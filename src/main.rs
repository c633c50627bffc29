mod cli;
mod config;
mod gemini_client;

use std::io;
use std::process::ExitCode;

use clap::{Parser, Subcommand};
use dotenv::dotenv;
use eyre::Result;
use tracing::{Level, info};
use tracing_subscriber::FmtSubscriber;

use crate::cli::explore::ExploreContext;
use crate::cli::explore::conversation_state::PromptSession;
use crate::cli::explore::form::{Field, FormController};
use crate::cli::explore::location::{Position, parse_coordinates};
use crate::config::Config;
use crate::gemini_client::GeminiClient;

#[derive(Parser)]
#[command(author, version, about, long_about = None)]
struct Cli {
    #[command(subcommand)]
    command: Option<Commands>,

    /// Enable verbose logging
    #[arg(short, long, global = true)]
    verbose: bool,
}

#[derive(Subcommand)]
enum Commands {
    /// Look up the cities of a state (interactive unless both names are given)
    Explore {
        /// State, province or region name
        #[arg(short, long)]
        state: Option<String>,

        /// Country name
        #[arg(short, long)]
        country: Option<String>,

        /// Filter the printed cities (one-shot mode, needs --state and --country)
        #[arg(long, requires_all = ["state", "country"])]
        search: Option<String>,

        /// Pre-fill the form from coordinates instead of names, e.g. --at 19.07,72.88
        #[arg(
            long,
            value_parser = parse_at,
            allow_hyphen_values = true,
            conflicts_with_all = ["state", "country"]
        )]
        at: Option<Position>,
    },
    /// Detect state and country from your location
    Locate {
        /// Use these coordinates instead of the IP-based position
        #[arg(long, value_parser = parse_at, allow_hyphen_values = true)]
        at: Option<Position>,
    },
}

fn parse_at(raw: &str) -> std::result::Result<Position, String> {
    parse_coordinates(raw).map_err(|_| "expected LAT,LON in decimal degrees".to_string())
}

#[tokio::main]
async fn main() -> Result<ExitCode> {
    // Load environment variables from .env file
    dotenv().ok();

    let cli = Cli::parse();

    let log_level = if cli.verbose { Level::DEBUG } else { Level::INFO };

    let subscriber = FmtSubscriber::builder()
        .with_max_level(log_level)
        .with_writer(io::stderr)
        .finish();

    tracing::subscriber::set_global_default(subscriber)?;

    info!("Starting City Explorer");

    let config = Config::from_env()?;
    let client = GeminiClient::new(config.gemini.clone());
    let form = FormController::new(PromptSession::new(client));
    let mut context = ExploreContext::new(Box::new(io::stdout()), form, config.location.clone());

    match cli.command {
        Some(Commands::Explore {
            state: Some(state),
            country: Some(country),
            search,
            ..
        }) => {
            let found = context.run_once(&state, &country, search.as_deref()).await?;
            Ok(exit_code(found))
        }
        Some(Commands::Explore { state, country, at, search: _ }) => {
            if let Some(state) = state {
                context.form_mut().set_field(Field::StateName, state);
            }
            if let Some(country) = country {
                context.form_mut().set_field(Field::CountryName, country);
            }
            context.run(at).await
        }
        Some(Commands::Locate { at }) => {
            let located = context.locate_once(at).await?;
            Ok(exit_code(located))
        }
        // Default to the interactive explorer if no subcommand is provided
        None => context.run(None).await,
    }
}

fn exit_code(success: bool) -> ExitCode {
    if success {
        ExitCode::SUCCESS
    } else {
        ExitCode::FAILURE
    }
}
//! The worked example every conversation starts from.
//!
//! The model reply is the bare JSON array the controller expects, which keeps
//! the example consistent with the `application/json` response type.

pub const SEED_STATE: &str = "maharashtra";
pub const SEED_COUNTRY: &str = "india";

pub const SEED_CITIES_JSON: &str = r#"[
  {
    "city": "Mumbai",
    "description": "The financial capital of India, a bustling metropolis on the coast.",
    "history": "Originally a group of seven islands inhabited by fishing communities. It was controlled by various empires before being ceded to the Portuguese and later to the British East India Company. It grew significantly during the British Raj as a major trading port.",
    "famous_for": "Bollywood (Indian film industry), Gateway of India, street food, nightlife, business and finance, Elephanta Caves."
  },
  {
    "city": "Pune",
    "description": "A major educational and IT hub, known for its rich cultural heritage and historical significance.",
    "history": "Historically important as the seat of the Maratha Empire. Played a crucial role in Indian independence movements and has since grown into a major industrial and educational center.",
    "famous_for": "Education, IT industry, historical forts (like Shaniwar Wada), temples (like Dagdusheth Halwai Ganpati), Osho International Meditation Resort, Aga Khan Palace."
  },
  {
    "city": "Nagpur",
    "description": "Known as the 'Orange City' due to its abundant orange orchards, a major commercial and political center.",
    "history": "Founded by the Gond King Bakht Buland Shah in the early 18th century. It later became the capital of the Nagpur Kingdom under the Bhonsle dynasty before coming under British rule.",
    "famous_for": "Oranges, Deekshabhoomi (a significant Buddhist monument), Zero Mile Stone (center of India), tiger reserves (near Nagpur)."
  },
  {
    "city": "Nashik",
    "description": "A major Hindu pilgrimage site, known for its temples and vineyards.",
    "history": "Mentioned in the Ramayana, it has a long and rich history. It was ruled by various dynasties, including the Satavahanas and the Mughals. It is one of the four cities where the Kumbh Mela is held.",
    "famous_for": "Kumbh Mela, temples (Trimbakeshwar, Kalaram Temple), vineyards, grape cultivation, wine production, hills."
  },
  {
    "city": "Aurangabad",
    "description": "A historical city with significant Mughal architecture, including the famous Ajanta and Ellora Caves located nearby.",
    "history": "Founded by Malik Ambar, the Prime Minister of the Nizamshahi dynasty of Ahmednagar. It later became a significant Mughal city under Aurangzeb.",
    "famous_for": "Ajanta and Ellora Caves (UNESCO World Heritage Sites), Bibi Ka Maqbara (a mausoleum resembling the Taj Mahal), Daulatabad Fort."
  },
  {
    "city": "Solapur",
    "description": "Known for its textile industry and historical temples.",
    "history": "Ruled by various dynasties, including the Chalukyas, Rashtrakutas, and Yadavas. It was also a major center during the Indian independence movement.",
    "famous_for": "Textiles (particularly Solapuri chaddars), temples (Siddheshwar Temple), the Great Indian Bustard Sanctuary nearby."
  },
  {
    "city": "Kolhapur",
    "description": "Known for its rich cultural heritage, wrestling, and the Mahalakshmi Temple.",
    "history": "Part of various empires like the Mauryas, Satavahanas, and Chalukyas. It was also the seat of the princely state of Kolhapur during British rule.",
    "famous_for": "Mahalakshmi Temple, Kolhapuri chappals (leather sandals), Kolhapuri cuisine (spicy), wrestling."
  },
  {
    "city": "Amravati",
    "description": "A major educational and commercial center in the Vidarbha region of Maharashtra.",
    "history": "Historically a part of the Berar province, it has been ruled by various dynasties. It's a significant agricultural hub and a growing urban center.",
    "famous_for": "Ambadevi Temple, Shri Shivaji College, commercial hub for the surrounding agricultural region."
  },
  {
    "city": "Sangli",
    "description": "Known as the 'Sugar City of Maharashtra' due to its large number of sugar factories.",
    "history": "Part of the Maratha Empire and later ruled by the Patwardhan dynasty. The city is a prominent trade center for agricultural produce.",
    "famous_for": "Sugar production, turmeric trade, Ganpati Temple, historical forts in the surrounding area."
  },
  {
    "city": "Akola",
    "description": "A major city in the Vidarbha region, known for its cotton production and agriculture.",
    "history": "Historically important as a trading center and a part of the Berar province. It's a significant agricultural processing hub.",
    "famous_for": "Cotton production, Raj Rajeshwar Temple, agricultural trade."
  }
]"#;
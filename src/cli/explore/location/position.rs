use std::time::Duration;

use async_trait::async_trait;
use reqwest::StatusCode;
use serde_json::Value;
use tracing::debug;
use winnow::ascii::{float, space0};
use winnow::combinator::{delimited, separated_pair};
use winnow::{ModalResult, Parser};

use super::{LocationError, Position};

#[async_trait]
pub trait PositionSource: Send + Sync {
    async fn current_position(&self) -> Result<Position, LocationError>;
}

/// Coordinates the user typed in.
pub struct FixedPosition(pub Position);

#[async_trait]
impl PositionSource for FixedPosition {
    async fn current_position(&self) -> Result<Position, LocationError> {
        Ok(self.0)
    }
}

/// Approximate position from an IP geolocation service that answers with
/// `latitude` and `longitude` fields.
pub struct IpPosition {
    url: String,
    client: reqwest::Client,
}

impl IpPosition {
    pub fn new(url: impl Into<String>, timeout: Duration) -> reqwest::Result<Self> {
        let client = reqwest::Client::builder().timeout(timeout).build()?;
        Ok(Self {
            url: url.into(),
            client,
        })
    }
}

#[async_trait]
impl PositionSource for IpPosition {
    async fn current_position(&self) -> Result<Position, LocationError> {
        debug!("Requesting position from {}", self.url);

        let response = self
            .client
            .get(&self.url)
            .send()
            .await
            .map_err(|e| LocationError::from_transport(&e, LocationError::PositionUnavailable))?;

        match response.status() {
            StatusCode::UNAUTHORIZED | StatusCode::FORBIDDEN => {
                return Err(LocationError::PermissionDenied)
            }
            status if !status.is_success() => return Err(LocationError::PositionUnavailable),
            _ => {}
        }

        let body: Value = response
            .json()
            .await
            .map_err(|e| LocationError::from_transport(&e, LocationError::PositionUnavailable))?;

        position_from_json(&body)
    }
}

/// Read `latitude`/`longitude` (numbers or numeric strings) from a position
/// service reply.
pub fn position_from_json(body: &Value) -> Result<Position, LocationError> {
    let coordinate = |key: &str| -> Option<f64> {
        match body.get(key)? {
            Value::Number(n) => n.as_f64(),
            Value::String(s) => s.trim().parse().ok(),
            _ => None,
        }
    };

    match (coordinate("latitude"), coordinate("longitude")) {
        (Some(latitude), Some(longitude)) => Position::new(latitude, longitude),
        _ => Err(LocationError::PositionUnavailable),
    }
}

/// Parse `LAT,LON` in decimal degrees, e.g. `19.07, 72.88`.
pub fn parse_coordinates(input: &str) -> Result<Position, LocationError> {
    let (latitude, longitude) = coordinates
        .parse(input.trim())
        .map_err(|_| LocationError::PositionUnavailable)?;
    Position::new(latitude, longitude)
}

fn coordinates(input: &mut &str) -> ModalResult<(f64, f64)> {
    separated_pair(float, delimited(space0, ',', space0), float).parse_next(input)
}
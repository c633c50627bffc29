use std::env;
use std::str::FromStr;
use std::time::Duration;

use eyre::{Result, eyre};

pub const DEFAULT_GEMINI_API_BASE: &str = "https://generativelanguage.googleapis.com/v1beta";
pub const DEFAULT_GEMINI_MODEL: &str = "gemini-1.5-flash";
pub const DEFAULT_POSITION_URL: &str = "https://ipapi.co/json/";
pub const DEFAULT_GEOCODER_URL: &str = "https://nominatim.openstreetmap.org";
const DEFAULT_LOCATION_TIMEOUT_SECS: u64 = 10;

/// Sampling parameters sent with every `generateContent` call
#[derive(Debug, Clone, PartialEq)]
pub struct GenerationConfig {
    pub temperature: f64,
    pub top_p: f64,
    pub top_k: u32,
    pub max_output_tokens: u32,
    pub response_mime_type: String,
}

impl Default for GenerationConfig {
    fn default() -> Self {
        Self {
            temperature: 1.0,
            top_p: 0.95,
            top_k: 40,
            max_output_tokens: 8192,
            response_mime_type: "application/json".to_string(),
        }
    }
}

#[derive(Debug, Clone)]
pub struct GeminiConfig {
    /// Not checked here; a missing key only fails when a request is made.
    pub api_key: Option<String>,
    pub api_base: String,
    pub model: String,
    pub generation: GenerationConfig,
}

#[derive(Debug, Clone)]
pub struct LocationConfig {
    pub position_url: String,
    pub geocoder_url: String,
    pub timeout: Duration,
}

#[derive(Debug, Clone)]
pub struct Config {
    pub gemini: GeminiConfig,
    pub location: LocationConfig,
}

impl Config {
    /// Build the configuration from process environment variables.
    ///
    /// Call `dotenv()` first if `.env` files should be honoured.
    pub fn from_env() -> Result<Self> {
        Self::from_lookup(|key| env::var(key).ok())
    }

    /// Build the configuration from an arbitrary key lookup.
    pub fn from_lookup<F>(lookup: F) -> Result<Self>
    where
        F: Fn(&str) -> Option<String>,
    {
        let get = |key: &str| lookup(key).filter(|value| !value.trim().is_empty());
        let defaults = GenerationConfig::default();

        let generation = GenerationConfig {
            temperature: parse_or(&get, "GEMINI_TEMPERATURE", defaults.temperature)?,
            top_p: parse_or(&get, "GEMINI_TOP_P", defaults.top_p)?,
            top_k: parse_or(&get, "GEMINI_TOP_K", defaults.top_k)?,
            max_output_tokens: parse_or(&get, "GEMINI_MAX_OUTPUT_TOKENS", defaults.max_output_tokens)?,
            response_mime_type: defaults.response_mime_type,
        };

        let gemini = GeminiConfig {
            api_key: get("GEMINI_API_KEY"),
            api_base: get("GEMINI_API_BASE")
                .map(|base| base.trim_end_matches('/').to_string())
                .unwrap_or_else(|| DEFAULT_GEMINI_API_BASE.to_string()),
            model: get("GEMINI_MODEL").unwrap_or_else(|| DEFAULT_GEMINI_MODEL.to_string()),
            generation,
        };

        let timeout_secs = parse_or(
            &get,
            "CITY_EXPLORER_LOCATION_TIMEOUT_SECS",
            DEFAULT_LOCATION_TIMEOUT_SECS,
        )?;
        if timeout_secs == 0 {
            return Err(eyre!("CITY_EXPLORER_LOCATION_TIMEOUT_SECS must be greater than zero"));
        }

        let location = LocationConfig {
            position_url: get("CITY_EXPLORER_POSITION_URL")
                .unwrap_or_else(|| DEFAULT_POSITION_URL.to_string()),
            geocoder_url: get("CITY_EXPLORER_GEOCODER_URL")
                .map(|base| base.trim_end_matches('/').to_string())
                .unwrap_or_else(|| DEFAULT_GEOCODER_URL.to_string()),
            timeout: Duration::from_secs(timeout_secs),
        };

        Ok(Self { gemini, location })
    }
}

fn parse_or<T, F>(get: &F, key: &str, default: T) -> Result<T>
where
    T: FromStr,
    T::Err: std::fmt::Display,
    F: Fn(&str) -> Option<String>,
{
    match get(key) {
        Some(raw) => raw
            .trim()
            .parse()
            .map_err(|e| eyre!("Invalid value for {}: {:?} ({})", key, raw, e)),
        None => Ok(default),
    }
}
use std::collections::HashSet;

use regex::Regex;
use serde::Deserialize;
use serde_json::error::Category;
use serde_json::Value;
use thiserror::Error;

/// One city entry returned by the model.
#[derive(Debug, Clone, PartialEq, Eq, Deserialize)]
pub struct CityRecord {
    pub city: String,
    pub description: String,
    pub history: String,
    pub famous_for: String,
}

impl CityRecord {
    /// Case-insensitive substring match over name, description and famous-for.
    ///
    /// `needle` must already be lowercase.
    pub fn matches(&self, needle: &str) -> bool {
        [&self.city, &self.description, &self.famous_for]
            .iter()
            .any(|field| field.to_lowercase().contains(needle))
    }
}

#[derive(Debug, Error)]
pub enum SchemaError {
    #[error("response is not valid JSON: {source}{hint}")]
    Json {
        #[source]
        source: serde_json::Error,
        hint: &'static str,
    },

    #[error("expected a JSON array of cities, got {0}")]
    NotAnArray(&'static str),

    #[error("city record does not match the expected shape: {0}")]
    Record(#[source] serde_json::Error),

    #[error("record {index} has an empty city name")]
    EmptyCity { index: usize },

    #[error("city `{city}` appears more than once")]
    DuplicateCity { city: String },
}

/// Parse a model reply into city records, checking every record against the
/// `CityRecord` shape.
///
/// There is no attempt to recover JSON embedded in prose or code fences.
pub fn parse_city_records(text: &str) -> Result<Vec<CityRecord>, SchemaError> {
    let records: Vec<CityRecord> = serde_json::from_str(text).map_err(|err| match err.classify() {
        Category::Data => match serde_json::from_str::<Value>(text) {
            Ok(value) if !value.is_array() => SchemaError::NotAnArray(json_kind(&value)),
            _ => SchemaError::Record(err),
        },
        _ => SchemaError::Json {
            source: err,
            hint: if looks_fenced(text) {
                " (reply is wrapped in a markdown code fence)"
            } else {
                ""
            },
        },
    })?;

    let mut seen = HashSet::new();
    for (index, record) in records.iter().enumerate() {
        if record.city.trim().is_empty() {
            return Err(SchemaError::EmptyCity { index });
        }
        if !seen.insert(record.city.as_str()) {
            return Err(SchemaError::DuplicateCity {
                city: record.city.clone(),
            });
        }
    }

    Ok(records)
}

fn looks_fenced(text: &str) -> bool {
    Regex::new(r"(?s)^\s*```[A-Za-z]*\s*\n.*```\s*$")
        .map(|re| re.is_match(text))
        .unwrap_or(false)
}

fn json_kind(value: &Value) -> &'static str {
    match value {
        Value::Null => "null",
        Value::Bool(_) => "a boolean",
        Value::Number(_) => "a number",
        Value::String(_) => "a string",
        Value::Array(_) => "an array",
        Value::Object(_) => "an object",
    }
}

#[cfg(test)]
mod tests {
    use super::*;
    use crate::cli::explore::seed::SEED_CITIES_JSON;

    #[test]
    fn seed_reply_parses_into_ten_cities() {
        let records = parse_city_records(SEED_CITIES_JSON).unwrap();

        assert_eq!(records.len(), 10);
        assert_eq!(records[0].city, "Mumbai");
        assert_eq!(records[9].city, "Akola");
    }

    #[test]
    fn extra_fields_are_ignored() {
        let records = parse_city_records(
            r#"[{"city":"A","description":"d","history":"h","famous_for":"f","population":5}]"#,
        )
        .unwrap();

        assert_eq!(
            records,
            vec![CityRecord {
                city: "A".into(),
                description: "d".into(),
                history: "h".into(),
                famous_for: "f".into(),
            }]
        );
    }

    #[test]
    fn fenced_reply_is_rejected_with_hint() {
        let fenced = format!("```json\n{}\n```", SEED_CITIES_JSON);
        let err = parse_city_records(&fenced).unwrap_err();

        assert!(matches!(err, SchemaError::Json { .. }));
        assert!(err.to_string().contains("code fence"));
    }

    #[test]
    fn prose_reply_is_rejected_without_hint() {
        let err = parse_city_records("Here are some cities!").unwrap_err();
        assert!(matches!(err, SchemaError::Json { hint: "", .. }));
    }

    #[test]
    fn object_instead_of_array_is_rejected() {
        let err = parse_city_records(r#"{"cities": []}"#).unwrap_err();
        assert!(matches!(err, SchemaError::NotAnArray("an object")));
    }

    #[test]
    fn missing_field_is_reported_by_name() {
        let err = parse_city_records(
            r#"[{"city":"A","description":"d","history":"h","famous_for":"f"},
                {"city":"B","description":"d","famous_for":"f"}]"#,
        )
        .unwrap_err();

        assert!(matches!(err, SchemaError::Record(_)));
        assert!(err.to_string().contains("missing field `history`"), "{}", err);
    }

    #[test]
    fn non_string_field_is_rejected() {
        let err = parse_city_records(
            r#"[{"city":"A","description":"d","history":"h","famous_for":["x","y"]}]"#,
        )
        .unwrap_err();

        assert!(matches!(err, SchemaError::Record(_)));
        assert!(err.to_string().contains("expected a string"), "{}", err);
    }

    #[test]
    fn null_field_is_rejected() {
        let err = parse_city_records(
            r#"[{"city":"A","description":null,"history":"h","famous_for":"f"}]"#,
        )
        .unwrap_err();

        assert!(matches!(err, SchemaError::Record(_)));
    }

    #[test]
    fn array_of_non_objects_is_rejected() {
        let err = parse_city_records(r#"["Mumbai", "Pune"]"#).unwrap_err();
        assert!(matches!(err, SchemaError::Record(_)));
    }

    #[test]
    fn truncated_reply_is_a_json_error() {
        let err = parse_city_records(&SEED_CITIES_JSON[..200]).unwrap_err();
        assert!(matches!(err, SchemaError::Json { hint: "", .. }));
    }

    #[test]
    fn blank_and_duplicate_cities_are_rejected() {
        let blank = parse_city_records(
            r#"[{"city":"  ","description":"d","history":"h","famous_for":"f"}]"#,
        );
        assert!(matches!(blank, Err(SchemaError::EmptyCity { index: 0 })));

        let duplicate = parse_city_records(
            r#"[{"city":"A","description":"d","history":"h","famous_for":"f"},
                {"city":"A","description":"e","history":"i","famous_for":"g"}]"#,
        );
        assert!(matches!(duplicate, Err(SchemaError::DuplicateCity { .. })));
    }

    #[test]
    fn empty_array_is_valid() {
        assert!(parse_city_records("[]").unwrap().is_empty());
    }

    #[test]
    fn matching_is_case_insensitive_and_skips_history() {
        let record = CityRecord {
            city: "Nagpur".into(),
            description: "The Orange City".into(),
            history: "Founded by Bakht Buland Shah".into(),
            famous_for: "Oranges".into(),
        };

        assert!(record.matches("orange"));
        assert!(record.matches("nag"));
        assert!(!record.matches("bakht"));
    }
}
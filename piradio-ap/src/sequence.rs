//! Media sequence tracking
//!
//! Holds the last-fetched and last-played sequence numbers of a session
//! and computes which listed segments are new. Playback may only move
//! forward; any attempt to go back is a `SequenceRegression`.

use crate::error::{Error, Result};
use crate::playlist::{Playlist, Segment};
use tracing::debug;

/// Segments of `playlist` with a sequence number above `last_played`,
/// ascending
pub fn compute_delta(playlist: &Playlist, last_played: i64) -> Vec<Segment> {
    // Listing order is ascending by construction
    playlist
        .segments()
        .filter(|segment| segment.sequence > last_played)
        .collect()
}

/// Sequence state of one session
#[derive(Debug, Clone, Default)]
pub struct SequenceTracker {
    last_fetched: Option<i64>,
    last_played: Option<i64>,
}

impl SequenceTracker {
    pub fn new() -> Self {
        Self::default()
    }

    /// Start a session at the head of `playlist`
    ///
    /// `last_played` becomes `start - 1` so the first poll catches up with
    /// every segment currently listed.
    pub fn start_at(playlist: &Playlist) -> Self {
        let start = playlist.starting_sequence();
        Self {
            last_fetched: Some(start),
            last_played: Some(start - 1),
        }
    }

    pub fn last_fetched(&self) -> Option<i64> {
        self.last_fetched
    }

    pub fn last_played(&self) -> Option<i64> {
        self.last_played
    }

    /// Accept a freshly parsed playlist
    ///
    /// A stale copy (every entry already played, start not moved back) is
    /// accepted; its delta is simply empty.
    ///
    /// # Errors
    /// `SequenceRegression` if the starting sequence moved below the previous
    /// one. The tracker is left unchanged in that case.
    pub fn observe(&mut self, playlist: &Playlist) -> Result<()> {
        let start = playlist.starting_sequence();

        if let Some(previous) = self.last_fetched {
            if start < previous {
                return Err(Error::SequenceRegression {
                    current: previous,
                    reported: start,
                });
            }
        }
        self.last_fetched = Some(start);
        Ok(())
    }

    /// New segments of `playlist`, ascending
    ///
    /// Before anything was played, every listed segment is new.
    pub fn delta(&self, playlist: &Playlist) -> Vec<Segment> {
        match self.last_played {
            Some(played) => compute_delta(playlist, played),
            None => playlist.segments().collect(),
        }
    }

    /// Record that `sequence` finished playing
    ///
    /// # Errors
    /// `SequenceRegression` if `sequence` is below the current last-played
    /// number. `last_played` is unchanged on error.
    pub fn record_played(&mut self, sequence: i64) -> Result<()> {
        if let Some(played) = self.last_played {
            if sequence < played {
                return Err(Error::SequenceRegression {
                    current: played,
                    reported: sequence,
                });
            }
        }
        debug!("last played sequence now {}", sequence);
        self.last_played = Some(sequence);
        Ok(())
    }
}
//! Fake decoder and sink

use piradio_ap::audio::{AudioSink, PcmBuffer, SegmentDecoder};
use piradio_ap::{Error, Result};
use std::sync::{Arc, Mutex};

/// Decodes every segment to four stereo frames at 44.1 kHz
///
/// Segments whose bytes start with `bad` fail to decode; segments starting
/// with `mono` decode as mono 22.05 kHz. Every decoded body is recorded.
#[derive(Clone, Default)]
pub struct FakeDecoder {
    decoded: Arc<Mutex<Vec<String>>>,
}

impl FakeDecoder {
    pub fn new() -> Self {
        Self::default()
    }

    /// Bodies decoded so far, as text
    pub fn decoded(&self) -> Vec<String> {
        self.decoded.lock().unwrap().clone()
    }
}

impl SegmentDecoder for FakeDecoder {
    fn decode(&mut self, segment: &[u8]) -> Result<PcmBuffer> {
        if segment.starts_with(b"bad") {
            return Err(Error::Decode("corrupt segment".to_string()));
        }
        self.decoded
            .lock()
            .unwrap()
            .push(String::from_utf8_lossy(segment).into_owned());

        if segment.starts_with(b"mono") {
            Ok(PcmBuffer::new(vec![0.1; 4], 22050, 1))
        } else {
            Ok(PcmBuffer::new(vec![0.1; 8], 44100, 2))
        }
    }
}

#[derive(Debug, Clone, Default, PartialEq)]
pub struct SinkLog {
    pub configured: Vec<(u32, u16)>,
    pub frames_written: usize,
    pub writes: usize,
    pub drained: bool,
    pub closed: bool,
}

/// Sink that only records what it was asked to do
#[derive(Clone, Default)]
pub struct RecordingSink {
    log: Arc<Mutex<SinkLog>>,
    fail_writes: bool,
}

impl RecordingSink {
    pub fn new() -> Self {
        Self::default()
    }

    /// A sink whose every write fails like a lost device
    pub fn failing() -> Self {
        Self {
            fail_writes: true,
            ..Self::default()
        }
    }

    pub fn log(&self) -> SinkLog {
        self.log.lock().unwrap().clone()
    }
}

impl AudioSink for RecordingSink {
    fn configure(&mut self, sample_rate: u32, channels: u16) -> Result<()> {
        self.log.lock().unwrap().configured.push((sample_rate, channels));
        Ok(())
    }

    fn write(&mut self, samples: &[f32]) -> Result<usize> {
        if self.fail_writes {
            return Err(Error::Sink("device disappeared".to_string()));
        }
        let mut log = self.log.lock().unwrap();
        let channels = log.configured.last().map(|(_, c)| *c).unwrap_or(2) as usize;
        let frames = samples.len() / channels;
        log.frames_written += frames;
        log.writes += 1;
        Ok(frames)
    }

    fn drain(&mut self) -> Result<()> {
        self.log.lock().unwrap().drained = true;
        Ok(())
    }

    fn close(&mut self) -> Result<()> {
        self.log.lock().unwrap().closed = true;
        Ok(())
    }
}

#####

Instructions to follow → Return the entries exactly through the "#[arg(long, value_parser = parse_at, allow_hyphen_values" line.

Reply →
filename src/main.rs
repository c633c50627bffc29
mod cli;
mod config;
mod gemini_client;

use std::io;
use std::process::ExitCode;

use clap::{Parser, Subcommand};
use dotenv::dotenv;
use eyre::Result;
use tracing::{Level, info};
use tracing_subscriber::FmtSubscriber;

use crate::cli::explore::ExploreContext;
use crate::cli::explore::conversation_state::PromptSession;
use crate::cli::explore::form::{Field, FormController};
use crate::cli::explore::location::{Position, parse_coordinates};
use crate::config::Config;
use crate::gemini_client::GeminiClient;

#[derive(Parser)]
#[command(author, version, about, long_about = None)]
struct Cli {
    #[command(subcommand)]
    command: Option<Commands>,

    /// Enable verbose logging
    #[arg(short, long, global = true)]
    verbose: bool,
}

#[derive(Subcommand)]
enum Commands {
    /// Look up the cities of a state (interactive unless both names are given)
    Explore {
        /// State, province or region name
        #[arg(short, long)]
        state: Option<String>,

        /// Country name
        #[arg(short, long)]
        country: Option<String>,

        /// Filter the printed cities (one-shot mode, needs --state and --country)
        #[arg(long, requires_all = ["state", "country"])]
        search: Option<String>,

        /// Pre-fill the form from coordinates instead of names, e.g. --at 19.07,72.88
        #[arg(
            long,
            value_parser = parse_at,
            allow_hyphen_values = true,
            conflicts_with_all = ["state", "country"]
        )]
        at: Option<Position>,
    },
    /// Detect state and country from your location
    Locate {
        /// Use these coordinates instead of the IP-based position
        #[arg(long, value_parser = parse_at, allow_hyphen_values = true)]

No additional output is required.